■ **EXERCISE OBJECTIVE**
Could you filter the records below and keep only the lines with the word "PersistenceError"?

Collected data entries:
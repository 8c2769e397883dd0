//! Spatial subsetting of a feature collection against a boundary polygon.
//!
//! Two passes:
//!
//! 1. **Pre-filter** - an R-tree of feature bounding rectangles is queried
//!    with the boundary's bounding rectangle. Cheap, and discards everything
//!    that cannot possibly be inside.
//! 2. **Exact test** - each candidate geometry is tested with DE-9IM
//!    `within` against the boundary. A feature that only touches the boundary
//!    line is not within it.
//!
//! Survivors keep their input order.
//!
//! ```
//! use geo::{point, polygon, Geometry};
//! use layerfetch::clip::{clip, BoundaryPolygon};
//! use layerfetch::feature::{Feature, FeatureCollection, GeometryType};
//!
//! let boundary = BoundaryPolygon::from_polygon(
//!     polygon![(x: 0.0, y: 0.0), (x: 10.0, y: 0.0), (x: 10.0, y: 10.0), (x: 0.0, y: 10.0)],
//! ).unwrap();
//!
//! let mut features = FeatureCollection::new(GeometryType::Point);
//! features.push(Feature::new(1, Some(Geometry::Point(point!(x: 5.0, y: 5.0)))));
//! features.push(Feature::new(2, Some(Geometry::Point(point!(x: 50.0, y: 5.0)))));
//!
//! let inside = clip(&features, &boundary);
//! assert_eq!(inside.ids(), vec![1]);
//! ```

mod boundary;
mod index;

pub use boundary::{BoundaryPolygon, InvalidBoundaryError};
pub use index::FeatureIndex;

use std::path::Path;

use geo::Within;
use thiserror::Error;
use tracing::{debug, info};

use crate::feature::FeatureCollection;
use crate::store::{self, PersistenceError};

/// Errors obtaining a usable boundary.
#[derive(Debug, Error)]
pub enum ClipError {
    #[error(transparent)]
    InvalidBoundary(#[from] InvalidBoundaryError),

    #[error("failed to read boundary: {0}")]
    Source(#[from] PersistenceError),
}

/// Counts from one clip run.
#[derive(Debug, Clone, Copy, Default, PartialEq, Eq)]
pub struct ClipStats {
    /// Features in the input collection.
    pub input: usize,
    /// Features surviving the bounding-box pre-filter.
    pub candidates: usize,
    /// Features within the boundary.
    pub kept: usize,
}

/// Features of `features` lying within `boundary`, in input order.
pub fn clip(features: &FeatureCollection, boundary: &BoundaryPolygon) -> FeatureCollection {
    clip_with_report(features, boundary).0
}

/// [`clip`], also returning pass counts.
pub fn clip_with_report(
    features: &FeatureCollection,
    boundary: &BoundaryPolygon,
) -> (FeatureCollection, ClipStats) {
    let mut stats = ClipStats {
        input: features.len(),
        ..ClipStats::default()
    };
    let mut output = features.empty_like();

    if boundary.is_degenerate() {
        debug!("boundary has zero area, nothing can be within it");
        return (output, stats);
    }

    let index = FeatureIndex::build(features);
    let candidates = index.candidates(&boundary.bbox());
    stats.candidates = candidates.len();

    for position in candidates {
        let feature = &features.features[position];
        let inside = feature
            .geometry
            .as_ref()
            .is_some_and(|geometry| geometry.is_within(boundary.shape()));
        if inside {
            output.push(feature.clone());
        }
    }
    stats.kept = output.len();

    info!(
        input = stats.input,
        candidates = stats.candidates,
        kept = stats.kept,
        "clip complete"
    );

    (output, stats)
}

/// Read the first record of the shapefile at `path` as a boundary.
pub fn load_boundary(path: &Path) -> Result<BoundaryPolygon, ClipError> {
    let geometry = store::first_geometry(path)?;
    Ok(BoundaryPolygon::from_geometry(geometry)?)
}
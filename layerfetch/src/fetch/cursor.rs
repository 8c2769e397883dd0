//! Page cursor over one remote layer.

use indexmap::IndexMap;
use tracing::{debug, info, warn};

use crate::arcgis::esri::{decode_geometry, CountResponse, EsriFeature, QueryPage};
use crate::arcgis::query::{self, PageRequest};
use crate::arcgis::{layer_metadata, schema_from_esri, HttpClient, ServiceError};
use crate::feature::{AttributeValue, Feature, FeatureCollection};

use super::error::{FetchError, ParseError};
use super::FetchOptions;

/// Walks a layer page by page, accumulating records in ascending id order.
///
/// A failed [`next_page`](Self::next_page) leaves the cursor at the failing
/// offset with everything fetched so far intact, so calling it again retries
/// exactly that page.
pub struct PageCursor<'a, C: HttpClient + ?Sized> {
    client: &'a C,
    endpoint: String,
    order_by: String,
    page_size: usize,
    out_sr: Option<u32>,
    total: usize,
    offset: usize,
    pages: usize,
    complete: bool,
    collection: FeatureCollection,
}

impl<'a, C: HttpClient + ?Sized> PageCursor<'a, C> {
    /// Read layer metadata and the record count, positioned at offset 0.
    pub fn open(client: &'a C, endpoint: &str, options: &FetchOptions) -> Result<Self, FetchError> {
        if options.page_size == 0 {
            return Err(FetchError::InvalidPageSize);
        }
        let metadata_error = |source: ServiceError| FetchError::Metadata {
            endpoint: endpoint.to_string(),
            source,
        };

        let metadata = layer_metadata(client, endpoint).map_err(metadata_error)?;
        let geometry_type = metadata.geometry_type.ok_or_else(|| {
            metadata_error(ServiceError::Malformed(
                "layer does not declare a geometryType".to_string(),
            ))
        })?;

        let page_size = match metadata.max_record_count {
            Some(max) if max < options.page_size => {
                warn!(
                    endpoint,
                    requested = options.page_size,
                    max_record_count = max,
                    "page size above server maxRecordCount, clamping"
                );
                max
            }
            _ => options.page_size,
        };

        let count_url = query::count_url(endpoint).map_err(metadata_error)?;
        let count: CountResponse = query::get_json(client, &count_url).map_err(metadata_error)?;

        info!(
            endpoint,
            total = count.count,
            page_size,
            order_by = %metadata.object_id_field,
            "starting paged fetch"
        );

        let collection = FeatureCollection::new(geometry_type)
            .with_fields(metadata.fields)
            .with_spatial_reference(options.out_sr.or(metadata.spatial_reference));

        Ok(Self {
            client,
            endpoint: endpoint.to_string(),
            order_by: metadata.object_id_field,
            page_size,
            out_sr: options.out_sr,
            total: count.count,
            offset: 0,
            pages: 0,
            complete: count.count == 0,
            collection,
        })
    }

    /// Fetch and append the next page.
    ///
    /// Returns the number of records appended, or `None` once the layer has
    /// been read completely.
    pub fn next_page(&mut self) -> Result<Option<usize>, FetchError> {
        if self.complete {
            return Ok(None);
        }

        let url = query::page_url(
            &self.endpoint,
            &PageRequest {
                order_by: self.order_by.clone(),
                offset: self.offset,
                count: self.page_size,
                out_sr: self.out_sr,
            },
        )
        .map_err(|source| self.page_error(source))?;

        let page: QueryPage = query::get_json(self.client, &url).map_err(|source| {
            if let ServiceError::Malformed(reason) = source {
                FetchError::Parse(self.parse_error(reason))
            } else {
                self.page_error(source)
            }
        })?;

        // Decode the whole page before touching the buffer so a bad record
        // leaves the cursor exactly where it was.
        let mut last_id = self.collection.last_id();
        let mut decoded = Vec::with_capacity(page.features.len());
        for raw in &page.features {
            let feature = self.decode_feature(raw)?;
            if let Some(prev) = last_id {
                if feature.id <= prev {
                    return Err(FetchError::Parse(self.parse_error(format!(
                        "identifier {} does not follow {} (duplicate or out of order)",
                        feature.id, prev
                    ))));
                }
            }
            last_id = Some(feature.id);
            decoded.push(feature);
        }

        if self.collection.fields.is_empty() && !page.fields.is_empty() {
            self.collection.fields = schema_from_esri(&page.fields);
        }
        if let Some(wkid) = page.spatial_reference.and_then(|sr| sr.code()) {
            self.collection.spatial_reference = Some(wkid);
        }

        let received = decoded.len();
        if received == 0 && self.collection.len() < self.total {
            warn!(
                endpoint = %self.endpoint,
                fetched = self.collection.len(),
                total = self.total,
                "service stopped returning records before the reported total"
            );
            return Err(FetchError::Parse(self.parse_error(format!(
                "service returned {} of {} records",
                self.collection.len(),
                self.total
            ))));
        }

        self.collection.features.extend(decoded);
        self.offset += received;
        self.pages += 1;

        // Short pages below the reported total are server caps, flagged or not.
        if received < self.page_size && self.collection.len() < self.total {
            debug!(
                endpoint = %self.endpoint,
                received,
                page_size = self.page_size,
                exceeded_transfer_limit = page.exceeded_transfer_limit,
                "short page before reported total, continuing"
            );
        }
        if self.collection.len() >= self.total {
            self.complete = true;
        }

        debug!(
            endpoint = %self.endpoint,
            page = self.pages,
            offset = self.offset - received,
            received,
            fetched = self.collection.len(),
            total = self.total,
            exceeded_transfer_limit = page.exceeded_transfer_limit,
            "page fetched"
        );

        Ok(Some(received))
    }

    fn decode_feature(&self, raw: &EsriFeature) -> Result<Feature, FetchError> {
        let id = raw
            .attributes
            .get(&self.order_by)
            .and_then(|v| v.as_u64())
            .ok_or_else(|| {
                self.parse_error(format!(
                    "feature without a valid '{}' identifier",
                    self.order_by
                ))
            })?;

        let geometry = match &raw.geometry {
            Some(value) => decode_geometry(value)
                .map_err(|reason| self.parse_error(format!("feature {}: {}", id, reason)))?,
            None => None,
        };

        let mut attributes = IndexMap::with_capacity(raw.attributes.len());
        for (name, value) in &raw.attributes {
            let value = AttributeValue::from_json(value).ok_or_else(|| {
                self.parse_error(format!("feature {}: attribute '{}' is not a scalar", id, name))
            })?;
            attributes.insert(name.clone(), value);
        }

        Ok(Feature {
            id,
            geometry,
            attributes,
        })
    }

    fn parse_error(&self, reason: String) -> ParseError {
        ParseError {
            endpoint: self.endpoint.clone(),
            offset: self.offset,
            reason,
        }
    }

    fn page_error(&self, source: ServiceError) -> FetchError {
        FetchError::Page {
            endpoint: self.endpoint.clone(),
            offset: self.offset,
            source,
        }
    }

    /// Offset of the next page to request.
    pub fn offset(&self) -> usize {
        self.offset
    }

    /// Server-reported record count.
    pub fn total(&self) -> usize {
        self.total
    }

    /// Effective page size after clamping to the server limit.
    pub fn page_size(&self) -> usize {
        self.page_size
    }

    /// Number of pages fetched so far.
    pub fn pages(&self) -> usize {
        self.pages
    }

    /// Records accumulated so far.
    pub fn fetched(&self) -> usize {
        self.collection.len()
    }

    pub fn is_complete(&self) -> bool {
        self.complete
    }

    pub fn endpoint(&self) -> &str {
        &self.endpoint
    }

    /// Consume the cursor and return the accumulated collection.
    ///
    /// The collection is only the full layer if [`is_complete`](Self::is_complete)
    /// returned `true`.
    pub fn into_collection(self) -> FeatureCollection {
        self.collection
    }
}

■ **WRITTEN RESPONSE**
use crate::store::{self, PersistenceError};
    Source(#[from] PersistenceError),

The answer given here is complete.